Characterization of Crithidia fasciculata oligosaccharide‐lipid and its elongation by bovine mammary microsomes

It was recently shown that a Man 7 (GlcNAc) 2 ‐lipid species serves as the precursor for the biosynthesis of asparagine‐linked glycoproteins in the trypanosomatid Crithidia fasciculata . Preliminary results indicated it to be similar to the intermediate in the major pathway for the biosynthesis of lipid‐linked Glc 3 Man 9 (GlcNAc) 2 in animal systems.

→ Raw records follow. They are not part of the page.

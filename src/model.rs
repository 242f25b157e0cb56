//! Core data model.
//!
//! A task is one requested unit of asynchronous channel work and its
//! lifecycle. A tracked channel is a channel under periodic monitoring.

pub mod channel;
pub mod task;

pub use channel::TrackedChannel;
pub use task::{NewTask, Task, TaskId, TaskMessage, TaskStatus, TaskType};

To explore the potential of this glycolipid as an acceptor for studying the biosynthesis of mammary glycoproteins, we conducted a detailed structural analysis of the labelled Man 7 (GlcNAc) 2 ‐lipid isolated from exponentially growing cells of C. fasciculata . The results showed its structure to be Manα1 → 2Manα1 → 2Manα1 → 3(Manα1 → 2Manα1 → 3Manα1 → 6)Manβ→ GlcNAcβ→ GlcNAc, identical to the nonasaccharide synthesized by the animal systems. Incubation of the Man 7 (GlcNAc) 2 ‐lipid with bovine mammary microsomes along with GDP‐mannose or mannosyl‐phosphodolichol elongates it to give Man 9 (GlcNAc) 2 ‐lipid having the same structure as the corresponding intermediate in animal systems. Inhibition of the elongation reaction by EDTA or amphomycin indicates that the intermediary formation of mannosyl‐phosphodolichol is required for the incorporation of mannose residues into the nonasaccharide‐lipid. Mannosyl phosphoretinol failed to serve as a mannosyl donor in this reaction.